Araç ruhsatının incelenmesinde, hususi amaçla kullanılmak üzere trafiğe tescil edildiği, aracın davacı adına kayıtlı olduğu, aracın trafik tescil kayıt bilgilerine göre aracın hususi araç olduğu, yapılan bu tescilin niteliğine göre taraflar arasındaki kasko sigorta poliçesinin tüketici işlemi niteliğinde olduğu anlaşılmıştır.
Sigorta sözleşmesi, TTK m. 1401 vd maddelerinde düzenlenmiştir. Yapılan düzenleme uyarınca; sigorta sözleşmesi sigortacının bir prim karşılığında kişinin parayla ölçülebilir bir menfaatini zarara uğratan tehlikenin, rizikonun meydana gelmesi halinde bunu tazmin etmeyi ya da bir veya bir kaç kişinin hayat süreleri sebebi ile ya da hayatlarında gerçekleşen bazı olaylar dolayısıyla bir para ödemeyi ya da diğer edimlerde bulunmayı yükümlendiği bir sözleşmedir. Yapılan bu düzenlemeden açıkça anlaşılacağı üzere; tüketici işlemi niteliğinde olan hususi araçla ilgili yapılan kaska sigorta poliçesi uyarınca, poliçe koşullarına uygun şekilde rizikonun gerçekleşmesi halinde sigortacı gerçekleşen hasar bedelini ödemeyi taahhüt etmiştir.
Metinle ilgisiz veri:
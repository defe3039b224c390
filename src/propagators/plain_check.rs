use log::debug;

use crate::basic_types::Inconsistency;
use crate::basic_types::PropagationStatus;
use crate::variables::VariableId;
use crate::Problem;
use crate::Propagator;

/// Plain backtracking: no propagation at all, only the constraints over the newly assigned
/// variable which became fully assigned are checked. Never prunes.
#[derive(Clone, Copy, Debug, Default)]
pub struct PlainCheck;

impl Propagator for PlainCheck {
    fn name(&self) -> &str {
        "PlainCheck"
    }

    fn propagate(
        &mut self,
        problem: &mut Problem,
        new_variable: Option<VariableId>,
    ) -> PropagationStatus {
        // Before search no constraint can be fully assigned yet.
        let Some(new_variable) = new_variable else {
            return Ok(Vec::new());
        };

        let domains = problem.domains();

        for &constraint_id in problem.constraints_containing(new_variable) {
            let constraint = problem.constraint(constraint_id);

            let Some(values) = constraint.assigned_values(domains) else {
                continue;
            };

            if !constraint.check(&values) {
                debug!(
                    "{}: {constraint_id} ({}) is violated by {values:?}",
                    self.name(),
                    constraint.name()
                );
                return Err(Inconsistency::violated(constraint_id, Vec::new()));
            }
        }

        Ok(Vec::new())
    }
}
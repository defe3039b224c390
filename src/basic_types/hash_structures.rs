use fnv::FnvBuildHasher;

pub(crate) type HashMap<K, V, Hasher = FnvBuildHasher> = std::collections::HashMap<K, V, Hasher>;
pub(crate) type HashSet<K, Hasher = FnvBuildHasher> = std::collections::HashSet<K, Hasher>;
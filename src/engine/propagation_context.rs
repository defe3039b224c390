use super::ConstraintStore;
use super::VariableNames;
use crate::basic_types::Prune;
use crate::variables::VariableId;
use crate::Domains;

/// The view of a [`crate::Problem`] handed to a propagator: the constraints can only be read, the
/// domains can only shrink.
#[derive(Debug)]
pub struct PropagationContextMut<'a> {
    domains: &'a mut Domains,
    constraints: &'a ConstraintStore,
    variable_names: &'a VariableNames,
}

impl<'a> PropagationContextMut<'a> {
    pub(crate) fn new(
        domains: &'a mut Domains,
        constraints: &'a ConstraintStore,
        variable_names: &'a VariableNames,
    ) -> Self {
        PropagationContextMut {
            domains,
            constraints,
            variable_names,
        }
    }

    pub fn domains(&self) -> &Domains {
        self.domains
    }

    /// The constraints outlive the context, so they can be read while domains are being changed.
    pub fn constraints(&self) -> &'a ConstraintStore {
        self.constraints
    }

    /// Removes `value` from the current domain of `variable` and records the prune on the trail.
    ///
    /// # Panics
    /// If `value` is not in the current domain of `variable`.
    pub fn remove(&mut self, variable: VariableId, value: i32) -> Prune {
        self.domains.remove(variable, value)
    }

    /// The name of the variable, for logging.
    pub fn describe(&self, variable: VariableId) -> String {
        self.variable_names.describe(variable)
    }
}
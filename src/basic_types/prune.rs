use std::fmt::Display;
use std::fmt::Formatter;

use crate::variables::VariableId;

/// The removal of `value` from the current domain of `variable`. Propagators return the prunes
/// they performed so that the caller can undo them when backtracking.
#[derive(Clone, Copy, Debug, PartialEq, Eq, Hash, PartialOrd, Ord)]
pub struct Prune {
    pub variable: VariableId,
    pub value: i32,
}

impl Prune {
    pub fn new(variable: VariableId, value: i32) -> Prune {
        Prune { variable, value }
    }
}

impl Display for Prune {
    fn fmt(&self, f: &mut Formatter<'_>) -> std::fmt::Result {
        write!(f, "[{} != {}]", self.variable, self.value)
    }
}
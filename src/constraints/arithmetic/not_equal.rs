use crate::constraints::Constraint;
use crate::variables::VariableId;
use crate::Domains;

/// The binary constraint `lhs != rhs`.
#[derive(Clone, Debug)]
pub struct NotEqual {
    scope: [VariableId; 2],
}

impl NotEqual {
    pub fn new(lhs: VariableId, rhs: VariableId) -> Self {
        NotEqual { scope: [lhs, rhs] }
    }
}

impl Constraint for NotEqual {
    fn name(&self) -> &str {
        "NotEqual"
    }

    fn scope(&self) -> &[VariableId] {
        &self.scope
    }

    fn check(&self, values: &[i32]) -> bool {
        values[0] != values[1]
    }

    fn has_support(&self, domains: &Domains, variable: VariableId, value: i32) -> bool {
        let [lhs, rhs] = self.scope;

        if lhs == rhs {
            return false;
        }

        let other = if variable == lhs {
            rhs
        } else if variable == rhs {
            lhs
        } else {
            return false;
        };

        domains
            .current_domain(other)
            .any(|other_value| other_value != value)
    }
}
use std::fmt::Debug;

use crate::basic_types::PropagationStatus;
#[cfg(doc)]
use crate::basic_types::Inconsistency;
use crate::variables::VariableId;
use crate::Problem;

/// A propagation strategy for backtracking search. After the search driver assigns a variable it
/// calls [`Propagator::propagate`] with that variable; before the first assignment it calls it
/// with `None`.
///
/// A propagator only ever removes values from current domains. Every removal is reported in the
/// returned prune list, on success as well as in the [`Inconsistency`] on failure, and it is up to
/// the caller to undo them with [`Problem::restore`] when it backtracks. Propagators never prune a
/// value which is already pruned.
pub trait Propagator: Debug {
    /// Return the name of the propagator, this is a convenience method that is used for printing.
    fn name(&self) -> &str;

    /// Reduce the domains of `problem` given that `new_variable` was just assigned, or establish
    /// initial consistency if `new_variable` is `None`.
    fn propagate(
        &mut self,
        problem: &mut Problem,
        new_variable: Option<VariableId>,
    ) -> PropagationStatus;
}
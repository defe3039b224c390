use log::debug;
use log::trace;

use super::candidate_constraints;
use crate::basic_types::Inconsistency;
use crate::basic_types::PropagationStatus;
use crate::csp_assert_advanced;
use crate::engine::DebugHelper;
use crate::variables::VariableId;
use crate::Problem;
use crate::Propagator;

/// Forward checking: every candidate constraint with exactly one unassigned variable is checked
/// for each value of that variable, and the values for which it is violated are pruned.
///
/// Before search (`new_variable` is `None`) every constraint is a candidate, which in practice
/// forward checks the unary constraints; afterwards only the constraints over the newly assigned
/// variable are.
#[derive(Clone, Copy, Debug, Default)]
pub struct ForwardCheck;

impl Propagator for ForwardCheck {
    fn name(&self) -> &str {
        "ForwardCheck"
    }

    fn propagate(
        &mut self,
        problem: &mut Problem,
        new_variable: Option<VariableId>,
    ) -> PropagationStatus {
        let mut context = problem.propagation_context();
        let constraints = context.constraints();
        let mut pruned = Vec::new();

        for &constraint_id in candidate_constraints(constraints, new_variable) {
            let constraint = constraints.get(constraint_id);

            let unassigned = constraint.unassigned_variables(context.domains());
            let [target] = unassigned[..] else {
                continue;
            };

            trace!(
                "{}: checking {constraint_id} ({}) on {}",
                self.name(),
                constraint.name(),
                context.describe(target)
            );

            // Every slot of the target is overwritten below, the others hold assigned values.
            let mut tuple: Vec<i32> = constraint
                .scope()
                .iter()
                .map(|&variable| context.domains().assigned_value(variable).unwrap_or_default())
                .collect();
            let values: Vec<i32> = context.domains().current_domain(target).collect();

            for value in values {
                for (slot, &variable) in tuple.iter_mut().zip(constraint.scope()) {
                    if variable == target {
                        *slot = value;
                    }
                }

                if !constraint.check(&tuple) {
                    pruned.push(context.remove(target, value));
                }
            }

            if context.domains().current_domain_size(target) == 0 {
                debug!(
                    "{}: domain of {} wiped out by {constraint_id} ({})",
                    self.name(),
                    context.describe(target),
                    constraint.name()
                );
                return Err(Inconsistency::empty_domain(target, pruned));
            }
        }

        csp_assert_advanced!(DebugHelper::debug_check_prunes(context.domains(), &pruned));
        debug!("{}: pruned {} values", self.name(), pruned.len());

        Ok(pruned)
    }
}
mod constraint_operation_error;
mod domain_error;
mod hash_structures;
mod keyed_vec;
mod propagation_status;
mod prune;
mod trail;

pub use constraint_operation_error::ConstraintOperationError;
pub use domain_error::DomainError;
pub(crate) use hash_structures::*;
pub(crate) use keyed_vec::KeyedVec;
pub(crate) use keyed_vec::StorageKey;
pub use propagation_status::Inconsistency;
pub use propagation_status::InconsistencyCause;
pub use propagation_status::PropagationStatus;
pub use prune::Prune;
pub(crate) use trail::Trail;
use std::fmt::Debug;
use std::fmt::Display;
use std::fmt::Formatter;

use crate::basic_types::StorageKey;
use crate::variables::VariableId;
use crate::Domains;

/// A handle to a constraint of a [`crate::Problem`].
#[derive(Clone, Copy, Debug, PartialEq, Eq, Hash, PartialOrd, Ord)]
pub struct ConstraintId {
    pub(crate) id: u32,
}

impl ConstraintId {
    pub(crate) fn new(id: u32) -> Self {
        ConstraintId { id }
    }
}

impl StorageKey for ConstraintId {
    fn index(&self) -> usize {
        self.id as usize
    }

    fn create_from_index(index: usize) -> Self {
        ConstraintId::new(index as u32)
    }
}

impl Display for ConstraintId {
    fn fmt(&self, f: &mut Formatter<'_>) -> std::fmt::Result {
        write!(f, "c{}", self.id)
    }
}

/// A constraint over an ordered scope of variables. The constraint is defined by the tuples it
/// accepts: [`Constraint::check`] decides whether a tuple, with one value per scope position in
/// scope order, satisfies it.
///
/// The only required functions are [`Constraint::name`], [`Constraint::scope`] and
/// [`Constraint::check`]. [`Constraint::has_support`] has a default implementation which
/// enumerates the current domains of the scope; constraints with more structure should override it
/// since it is called for every (variable, value) pair during arc consistency.
pub trait Constraint: Debug {
    /// Return the name of the constraint, used for printing.
    fn name(&self) -> &str;

    /// The variables of the constraint. A variable may occur more than once, in which case every
    /// occurrence takes the same value.
    fn scope(&self) -> &[VariableId];

    /// Whether the tuple `values` satisfies the constraint. `values` has exactly one value per
    /// scope position.
    fn check(&self, values: &[i32]) -> bool;

    /// Whether there is a satisfying tuple where `variable` takes `value` and every other scope
    /// variable takes a value from its current domain (its assigned value, if it is assigned).
    fn has_support(&self, domains: &Domains, variable: VariableId, value: i32) -> bool {
        search_support(self, domains, variable, value)
    }

    /// The number of distinct unassigned variables in the scope.
    fn unassigned_count(&self, domains: &Domains) -> usize {
        self.unassigned_variables(domains).len()
    }

    /// The distinct unassigned variables in the scope, in scope order.
    fn unassigned_variables(&self, domains: &Domains) -> Vec<VariableId> {
        let mut unassigned: Vec<VariableId> = Vec::new();

        for &variable in self.scope() {
            if !domains.is_assigned(variable) && !unassigned.contains(&variable) {
                unassigned.push(variable);
            }
        }

        unassigned
    }

    /// The assigned values in scope order, or `None` if some scope variable is unassigned.
    fn assigned_values(&self, domains: &Domains) -> Option<Vec<i32>> {
        self.scope()
            .iter()
            .map(|&variable| domains.assigned_value(variable))
            .collect()
    }
}

/// Looks for a support of `variable = value` by enumerating the current domains of the other scope
/// variables in scope order, checking every complete tuple.
pub(crate) fn search_support<C: Constraint + ?Sized>(
    constraint: &C,
    domains: &Domains,
    variable: VariableId,
    value: i32,
) -> bool {
    let mut tuple = vec![0; constraint.scope().len()];
    extend_support(constraint, domains, variable, value, &mut tuple, 0)
}

fn extend_support<C: Constraint + ?Sized>(
    constraint: &C,
    domains: &Domains,
    variable: VariableId,
    value: i32,
    tuple: &mut [i32],
    position: usize,
) -> bool {
    let scope = constraint.scope();
    if position == scope.len() {
        return constraint.check(tuple);
    }

    let current = scope[position];
    if current == variable {
        tuple[position] = value;
        return extend_support(constraint, domains, variable, value, tuple, position + 1);
    }

    // A repeated variable has to take the value chosen at its first occurrence.
    if let Some(earlier) = scope[..position].iter().position(|&other| other == current) {
        tuple[position] = tuple[earlier];
        return extend_support(constraint, domains, variable, value, tuple, position + 1);
    }

    for candidate in domains.current_domain(current) {
        tuple[position] = candidate;
        if extend_support(constraint, domains, variable, value, tuple, position + 1) {
            return true;
        }
    }

    false
}
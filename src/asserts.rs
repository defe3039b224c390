//! Leveled assertions. Cheap checks run in every build, the expensive ones (e.g. re-verifying arc
//! consistency after every fixpoint) only under `cfg(test)` or the `debug-checks` feature.

#[cfg(all(not(test), not(feature = "debug-checks")))]
pub const CSP_ASSERT_LEVEL_DEFINITION: u8 = CSP_ASSERT_SIMPLE;

#[cfg(any(test, feature = "debug-checks"))]
pub const CSP_ASSERT_LEVEL_DEFINITION: u8 = CSP_ASSERT_EXTREME;

pub const CSP_ASSERT_SIMPLE: u8 = 1;
pub const CSP_ASSERT_MODERATE: u8 = 2;
pub const CSP_ASSERT_ADVANCED: u8 = 3;
pub const CSP_ASSERT_EXTREME: u8 = 4;

#[macro_export]
#[doc(hidden)]
macro_rules! csp_assert_simple {
    ($($arg:tt)*) => {
        if $crate::asserts::CSP_ASSERT_LEVEL_DEFINITION >= $crate::asserts::CSP_ASSERT_SIMPLE {
            assert!($($arg)*);
        }
    };
}

#[macro_export]
#[doc(hidden)]
macro_rules! csp_assert_eq_simple {
    ($($arg:tt)*) => {
        if $crate::asserts::CSP_ASSERT_LEVEL_DEFINITION >= $crate::asserts::CSP_ASSERT_SIMPLE {
            assert_eq!($($arg)*);
        }
    };
}

#[macro_export]
#[doc(hidden)]
macro_rules! csp_assert_moderate {
    ($($arg:tt)*) => {
        if $crate::asserts::CSP_ASSERT_LEVEL_DEFINITION >= $crate::asserts::CSP_ASSERT_MODERATE {
            assert!($($arg)*);
        }
    };
}

#[macro_export]
#[doc(hidden)]
macro_rules! csp_assert_advanced {
    ($($arg:tt)*) => {
        if $crate::asserts::CSP_ASSERT_LEVEL_DEFINITION >= $crate::asserts::CSP_ASSERT_ADVANCED {
            assert!($($arg)*);
        }
    };
}

#[macro_export]
#[doc(hidden)]
macro_rules! csp_assert_extreme {
    ($($arg:tt)*) => {
        if $crate::asserts::CSP_ASSERT_LEVEL_DEFINITION >= $crate::asserts::CSP_ASSERT_EXTREME {
            assert!($($arg)*);
        }
    };
}
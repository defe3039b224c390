use std::collections::VecDeque;

use crate::basic_types::HashSet;
use crate::constraints::ConstraintId;
use crate::csp_assert_eq_simple;
use crate::csp_assert_moderate;

/// FIFO queue of constraints which still need to be revised. A constraint is pending at most once;
/// once popped it may be enqueued again.
#[derive(Debug, Default)]
pub(crate) struct ConstraintQueue {
    queue: VecDeque<ConstraintId>,
    present_constraints: HashSet<ConstraintId>,
}

impl ConstraintQueue {
    pub(crate) fn is_empty(&self) -> bool {
        self.present_constraints.is_empty()
    }

    pub(crate) fn len(&self) -> usize {
        self.queue.len()
    }

    /// Adds `constraint` to the back of the queue unless it is already pending. Returns whether it
    /// was added.
    pub(crate) fn enqueue(&mut self, constraint: ConstraintId) -> bool {
        if !self.present_constraints.insert(constraint) {
            return false;
        }

        self.queue.push_back(constraint);
        true
    }

    pub(crate) fn pop(&mut self) -> Option<ConstraintId> {
        let next_constraint = self.queue.pop_front()?;

        let was_present = self.present_constraints.remove(&next_constraint);
        csp_assert_moderate!(was_present);
        csp_assert_eq_simple!(self.queue.len(), self.present_constraints.len());

        Some(next_constraint)
    }

    pub(crate) fn clear(&mut self) {
        self.queue.clear();
        self.present_constraints.clear();
    }
}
6502 sayılı Tüketicinin Korunması Hakkındaki Kanunda yapılan düzenlemerele göre, tüketici; ticari ve mesleki olmayan amaçlarla hareket eden gerçek ve tüzel kişiyi ifade eder. mal veya hizmet fiyasalarında kamu tüzel kişileri de tahil olmak üzere ticari ve meselik amaçlarla hareket eden veya onun adına yada hesabına hareket eden gerçek veya tüzel kişiler ile tüketiciler arasında kurulan taşıma, eser, simsarlık, sigorta, vekalet, bankacılık, vb. sözleşmeler de dahil olmak her türlü sözleşme ve hukuki işlemi ifade eder(TKHK.m.3/l.; mülga 4077 sayılı TKHK 3/h).
6502 sayılı TKHK.m.2 hükmünde yapılan düzenleme uyarınca, tüketici kanunun her türlü tüketici işlemi ile tüketiciye yönelik uygulamaları kapsar. tüketici işlemlerinde taraflardan birisi daima tüketici sözleşmenin karşı tarafı gelir elde etme amacıyla bu işi yapan satıcı, sağlayıcı, imalatcı, italatcı, hizmet veren, banka, yüklenici, taşıyıcı, sigortacı veya bunlar gibi gelir elde etme amacıyal bu işleri yapan gerçek veya tüzel kişilidir. Tüketici işleminin karşı tarafı olan müteşebbisin (girişimcinin) gerçek kişi tacir, esnaf veya TTK. anlamında ticaret şirketi olmasının herhangi bir önemi yoktur, önemli olan gelir elde etme amacıyla bu işi yapan bir kişinin bulunmasıdır. Sözleşmenin yapıldığı veya olayın gerçekleştiği tarihin mülga 4077 sayılı TKHK döneminde gerçekleşmesinin herhangi bir önemi yoktur. Mülga TKHK ‘nın yürürlükte olduğu dönemde yüksek Yargıtay tüketici işlemi ile ilgili olmak üzere bazı sözleşmelerin tüketici işlemi sayılamayacağını kabul etmişti. Ancak 6502 sayılı TKHK 2, 3/l, 73, 83 maddelerinde yapılan açık düzenleme ile bu sınırlamaların tamamı ortadan kaldırılmıştır.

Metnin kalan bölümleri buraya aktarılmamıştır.